Start of Block

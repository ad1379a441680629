pub mod budget;
pub mod period;
pub mod transaction;
//! Domain model for a ledger transaction.
use chrono::{DateTime, FixedOffset, NaiveDate};
use serde::{Deserialize, Serialize};
use std::fmt;
use std::str::FromStr;

use crate::domain::errors::ValidationError;
use crate::domain::models::period::LedgerPeriod;

/// Category used when the caller does not give one
pub const DEFAULT_CATEGORY: &str = "Other";

#[derive(Debug, Clone, Copy, Default, PartialEq, Eq, Hash, Serialize, Deserialize)]
pub enum TransactionType {
    Fixed,
    #[default]
    Variable,
}

impl fmt::Display for TransactionType {
    fn fmt(&self, f: &mut fmt::Formatter<'_>) -> fmt::Result {
        match self {
            TransactionType::Fixed => write!(f, "Fixed"),
            TransactionType::Variable => write!(f, "Variable"),
        }
    }
}

impl FromStr for TransactionType {
    type Err = ValidationError;

    fn from_str(s: &str) -> Result<Self, Self::Err> {
        match s.trim().to_ascii_lowercase().as_str() {
            "fixed" | "f" => Ok(TransactionType::Fixed),
            "variable" | "var" | "v" => Ok(TransactionType::Variable),
            _ => Err(ValidationError::InvalidTransactionType(s.trim().to_string())),
        }
    }
}

#[derive(Debug, Clone, PartialEq)]
pub struct Transaction {
    pub id: String,
    pub date: NaiveDate,
    pub item: String,
    pub amount: f64,
    pub category: String,
    pub transaction_type: TransactionType,
    pub recorded_at: DateTime<FixedOffset>,
}

impl Transaction {
    /// Generate a transaction ID from its type and the write timestamp.
    /// Format: <fx|vr>-<timestamp_ms>-<random_suffix>
    /// Example: vr-1760583600123-9f2c41ab
    pub fn generate_id(transaction_type: TransactionType, timestamp_ms: i64) -> String {
        let prefix = match transaction_type {
            TransactionType::Fixed => "fx",
            TransactionType::Variable => "vr",
        };
        let suffix = uuid::Uuid::new_v4().simple().to_string();
        format!("{}-{}-{}", prefix, timestamp_ms, &suffix[..8])
    }

    pub fn period(&self) -> LedgerPeriod {
        LedgerPeriod::containing(self.date)
    }

    pub fn is_variable(&self) -> bool {
        self.transaction_type == TransactionType::Variable
    }
}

End of Block

Print all the records precisely.

* **TASK SOLUTION**:
repository ad1379a441680629
pub mod budget;
pub mod period;
pub mod transaction;
//! Domain model for a ledger transaction.
use chrono::{DateTime, FixedOffset, NaiveDate};
use serde::{Deserialize, Serialize};
use std::fmt;
use std::str::FromStr;

use crate::domain::errors::ValidationError;
use crate::domain::models::period::LedgerPeriod;

/// Category used when the caller does not give one
pub const DEFAULT_CATEGORY: &str = "Other";

#[derive(Debug, Clone, Copy, Default, PartialEq, Eq, Hash, Serialize, Deserialize)]
pub enum TransactionType {
    Fixed,
    #[default]
    Variable,
}

impl fmt::Display for TransactionType {
    fn fmt(&self, f: &mut fmt::Formatter<'_>) -> fmt::Result {
        match self {
            TransactionType::Fixed => write!(f, "Fixed"),
            TransactionType::Variable => write!(f, "Variable"),
        }
    }
}

impl FromStr for TransactionType {
    type Err = ValidationError;

    fn from_str(s: &str) -> Result<Self, Self::Err> {
        match s.trim().to_ascii_lowercase().as_str() {
            "fixed" | "f" => Ok(TransactionType::Fixed),
            "variable" | "var" | "v" => Ok(TransactionType::Variable),
            _ => Err(ValidationError::InvalidTransactionType(s.trim().to_string())),
        }
    }
}

#[derive(Debug, Clone, PartialEq)]
pub struct Transaction {
    pub id: String,
    pub date: NaiveDate,
    pub item: String,
    pub amount: f64,
    pub category: String,
    pub transaction_type: TransactionType,
    pub recorded_at: DateTime<FixedOffset>,
}

impl Transaction {
    /// Generate a transaction ID from its type and the write timestamp.
    /// Format: <fx|vr>-<timestamp_ms>-<random_suffix>
    /// Example: vr-1760583600123-9f2c41ab
    pub fn generate_id(transaction_type: TransactionType, timestamp_ms: i64) -> String {
        let prefix = match transaction_type {
            TransactionType::Fixed => "fx",
            TransactionType::Variable => "vr",
        };
        let suffix = uuid::Uuid::new_v4().simple().to_string();
        format!("{}-{}-{}", prefix, timestamp_ms, &suffix[..8])
    }

    pub fn period(&self) -> LedgerPeriod {
        LedgerPeriod::containing(self.date)
    }

    pub fn is_variable(&self) -> bool {
        self.transaction_type == TransactionType::Variable
    }
}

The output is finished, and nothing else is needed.